▶ **ASSIGNMENT**: Each line from the beginning of the data below through the line containing "tests which mock" should be repeated exactly, please.

-------- MATERIAL PROVIDED --------

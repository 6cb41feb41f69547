// Copyright 2024 Neural Sovereign Network
// This file is part of NSN Chain.
//
// NSN Chain is free software: you can redistribute it and/or modify
// it under the terms of the GNU General Public License as published by
// the Free Software Foundation, either version 3 of the License, or
// (at your option) any later version.

//! # NSN Integration Tests
//!
//! This crate contains integration tests that validate cross-pallet interactions
//! between the vote escrow and vote weighting pallets. Unlike unit tests which mock
//! the escrow, these tests read REAL voting power through the escrow's view adapter.
//!
//! ## Test Modules
//!
//! - `governance_supply_tests` - Past votes and past supply as a governance tally sees them
//! - `escrow_weighting_tests` - Escrow locks → nominee weight allocation
//! - `lock_manager_tests` - Locks funded by another pallet on behalf of a beneficiary
//!
//! ## Critical Integration Chains
//!
//! 1. **Escrow → Governance Chain:**
//!    - VoteEscrowView::past_votes() and past_total_supply() agree at every block
//!    - Future blocks are rejected instead of reading as zero
//!
//! 2. **Escrow → Weighting Chain:**
//!    - Vote weighting reads the voter's slope and unlock time through the view
//!    - Re-locking after withdrawal feeds a fresh slope into new votes
//!
//! 3. **Vesting → Escrow Chain:**
//!    - LockManager::create_lock_for() lets a payer fund a beneficiary's lock

#![cfg(test)]

mod mock;

mod escrow_weighting_tests;
// Copyright 2024 Neural Sovereign Network
// This file is part of NSN Chain.
//
// NSN Chain is free software: you can redistribute it and/or modify
// it under the terms of the GNU General Public License as published by
// the Free Software Foundation, either version 3 of the License, or
// (at your option) any later version.

//! Test utilities for pallet-nsn-vote-escrow

use crate as pallet_nsn_vote_escrow;
use frame_support::{
	construct_runtime, parameter_types,
	traits::{ConstU32, ConstU64, Everything, VariantCountOf},
	PalletId,
};
use frame_system::pallet_prelude::BlockNumberFor;
use sp_core::H256;
use sp_runtime::{
	traits::{BlakeTwo256, IdentityLookup},
	BuildStorage,
};

pub type AccountId = u64;
pub type Balance = u128;
pub type BlockNumber = BlockNumberFor<Test>;

type Block = frame_system::mocking::MockBlockU32<Test>;

// Configure mock runtime
construct_runtime!(
	pub enum Test
	{
		System: frame_system,
		Timestamp: pallet_timestamp,
		Balances: pallet_balances,
		VoteEscrow: pallet_nsn_vote_escrow,
	}
);

parameter_types! {
	pub const BlockHashCount: u32 = 250;
}

impl frame_system::Config for Test {
	type BaseCallFilter = Everything;
	type BlockWeights = ();
	type BlockLength = ();
	type DbWeight = ();
	type RuntimeOrigin = RuntimeOrigin;
	type RuntimeCall = RuntimeCall;
	type RuntimeTask = RuntimeTask;
	type Nonce = u64;
	type Hash = H256;
	type Hashing = BlakeTwo256;
	type AccountId = AccountId;
	type Lookup = IdentityLookup<Self::AccountId>;
	type Block = Block;
	type RuntimeEvent = RuntimeEvent;
	type BlockHashCount = BlockHashCount;
	type Version = ();
	type PalletInfo = PalletInfo;
	type AccountData = pallet_balances::AccountData<Balance>;
	type OnNewAccount = ();
	type OnKilledAccount = ();
	type SystemWeightInfo = ();
	type SS58Prefix = ();
	type OnSetCode = ();
	type MaxConsumers = ConstU32<16>;
	type SingleBlockMigrations = ();
	type MultiBlockMigrator = ();
	type PreInherents = ();
	type PostInherents = ();
	type PostTransactions = ();
	type ExtensionsWeightInfo = ();
}

impl pallet_timestamp::Config for Test {
	type Moment = u64;
	type OnTimestampSet = ();
	type MinimumPeriod = ConstU64<1>;
	type WeightInfo = ();
}

parameter_types! {
	pub static ExistentialDeposit: Balance = 1;
}

impl pallet_balances::Config for Test {
	type MaxLocks = ();
	type MaxReserves = ();
	type ReserveIdentifier = [u8; 8];
	type Balance = Balance;
	type RuntimeEvent = RuntimeEvent;
	type DustRemoval = ();
	type ExistentialDeposit = ExistentialDeposit;
	type AccountStore = System;
	type WeightInfo = ();
	type RuntimeHoldReason = ();
	type FreezeIdentifier = RuntimeFreezeReason;
	type MaxFreezes = VariantCountOf<RuntimeFreezeReason>;
	type RuntimeFreezeReason = RuntimeFreezeReason;
	type DoneSlashHandler = ();
}

/// One week
pub const WEEK: u64 = 7 * 86_400;
/// Four years
pub const MAX_LOCK: u64 = 4 * 365 * 86_400;
/// Genesis time, aligned to an epoch boundary
pub const START: u64 = 2_800 * WEEK;
/// One token (18 decimals)
pub const UNIT: Balance = 1_000_000_000_000_000_000;

parameter_types! {
	pub const VoteEscrowPalletId: PalletId = PalletId(*b"nsn/vesc");
	pub const VoteEscrowViewPalletId: PalletId = PalletId(*b"nsn/vevw");
	pub const EpochLength: u64 = WEEK;
	pub const MaxLockDuration: u64 = MAX_LOCK;
	pub static MaxCatchUpEpochs: u32 = 255;
}

impl pallet_nsn_vote_escrow::Config for Test {
	type Currency = Balances;
	type RuntimeFreezeReason = RuntimeFreezeReason;
	type UnixTime = Timestamp;
	type PalletId = VoteEscrowPalletId;
	type ViewPalletId = VoteEscrowViewPalletId;
	type EpochLength = EpochLength;
	type MaxLockDuration = MaxLockDuration;
	type MaxCatchUpEpochs = MaxCatchUpEpochs;
	type WeightInfo = ();
}

// Test accounts
pub const ALICE: AccountId = 1;
pub const BOB: AccountId = 2;
pub const CHARLIE: AccountId = 3;
pub const DAVE: AccountId = 4;
pub const EVE: AccountId = 5;

// Build test externalities
pub struct ExtBuilder {
	balances: Vec<(AccountId, Balance)>,
}

impl Default for ExtBuilder {
	fn default() -> Self {
		Self {
			balances: vec![
				(ALICE, 10_000 * UNIT),
				(BOB, 10_000 * UNIT),
				(CHARLIE, 10_000 * UNIT),
				(DAVE, 10_000 * UNIT),
				(EVE, 10_000 * UNIT),
			],
		}
	}
}

impl ExtBuilder {
	pub fn with_balances(mut self, balances: Vec<(AccountId, Balance)>) -> Self {
		self.balances = balances;
		self
	}

	pub fn build(self) -> sp_io::TestExternalities {
		let mut storage = frame_system::GenesisConfig::<Test>::default()
			.build_storage()
			.unwrap();

		pallet_balances::GenesisConfig::<Test> {
			balances: self.balances,
			dev_accounts: None,
		}
		.assimilate_storage(&mut storage)
		.unwrap();

		let mut ext = sp_io::TestExternalities::new(storage);
		ext.execute_with(|| {
			System::set_block_number(1);
			Timestamp::set_timestamp(START * 1000);
		});
		ext
	}
}

#[cfg(feature = "runtime-benchmarks")]
pub fn new_test_ext() -> sp_io::TestExternalities {
	ExtBuilder::default().build()
}

/// Current time in seconds
pub fn now() -> u64 {
	Timestamp::get() / 1000
}

/// Move to the next block, `secs` seconds later
pub fn advance(secs: u64) {
	System::set_block_number(System::block_number() + 1);
	Timestamp::set_timestamp(Timestamp::get() + secs * 1000);
}

/// Jump to `block` at time `ts` (seconds)
pub fn jump_to(block: BlockNumber, ts: u64) {
	System::set_block_number(block);
	Timestamp::set_timestamp(ts * 1000);
}

// Helper to get last event
pub fn last_event() -> RuntimeEvent {
	System::events().pop().expect("Event expected").event
}

/// Tokens of `who` frozen by the escrow
pub fn frozen(who: AccountId) -> Balance {
	use frame_support::traits::fungible::InspectFreeze;
	Balances::balance_frozen(
		&RuntimeFreezeReason::VoteEscrow(pallet_nsn_vote_escrow::FreezeReason::VoteEscrow),
		&who,
	)
}

/// Slope of a lock of `amount`
pub fn slope_of(amount: Balance) -> i128 {
	amount as i128 / MAX_LOCK as i128
}
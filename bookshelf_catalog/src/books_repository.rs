pub use in_memory_books_repository::InMemoryBookRepository;
pub use postgres_books_repository::{PostgresBooksRepository, PostgresBooksRepositoryConfig};

use chrono::{DateTime, Duration, Utc};

use crate::api::{Book, BookDetails, BookId};

mod in_memory_books_repository;
mod postgres_books_repository;

#[derive(thiserror::Error, Debug)]
pub enum BookRepositoryError {
    #[error("Book {0} not found")]
    NotFound(BookId),

    #[error("DatabaseFailure failure {0}")]
    DatabaseFailure(#[from] tokio_postgres::Error),

    #[error("Corrupted book row: {0}")]
    CorruptedRow(String),

    #[error("No book ids left")]
    IdsExhausted,
}

/// `updated_at` has to move forward on every update, even when the clock did not
pub(crate) fn next_update_timestamp(
    previous: DateTime<Utc>,
    now: DateTime<Utc>,
) -> DateTime<Utc> {
    now.max(previous + Duration::microseconds(1))
}

#[async_trait::async_trait]
pub trait BookRepository: Send + Sync {
    /// Stores a new book, assigning id and timestamps. Returns the stored row
    async fn add_book(&self, details: BookDetails) -> Result<Book, BookRepositoryError>;
    /// Overwrites all editable fields of the book and bumps `updated_at`
    async fn update_book(
        &self,
        book_id: BookId,
        details: BookDetails,
    ) -> Result<Book, BookRepositoryError>;
    /// Retrieves a single book
    async fn get_book(&self, book_id: BookId) -> Result<Book, BookRepositoryError>;
    /// Lists books ordered by shelf number and then id, optionally only the ones on a given shelf
    async fn list_books(
        &self,
        shelf_number: Option<&str>,
    ) -> Result<Vec<Book>, BookRepositoryError>;
    /// Removes the book permanently
    async fn delete_book(&self, book_id: BookId) -> Result<(), BookRepositoryError>;
}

--------

▶ **WRITTEN RESPONSE**:
repository 6cb41feb41f69547
// Copyright 2024 Neural Sovereign Network
// This file is part of NSN Chain.
//
// NSN Chain is free software: you can redistribute it and/or modify
// it under the terms of the GNU General Public License as published by
// the Free Software Foundation, either version 3 of the License, or
// (at your option) any later version.

//! # NSN Integration Tests
//!
//! This crate contains integration tests that validate cross-pallet interactions
//! between the vote escrow and vote weighting pallets. Unlike unit tests which mock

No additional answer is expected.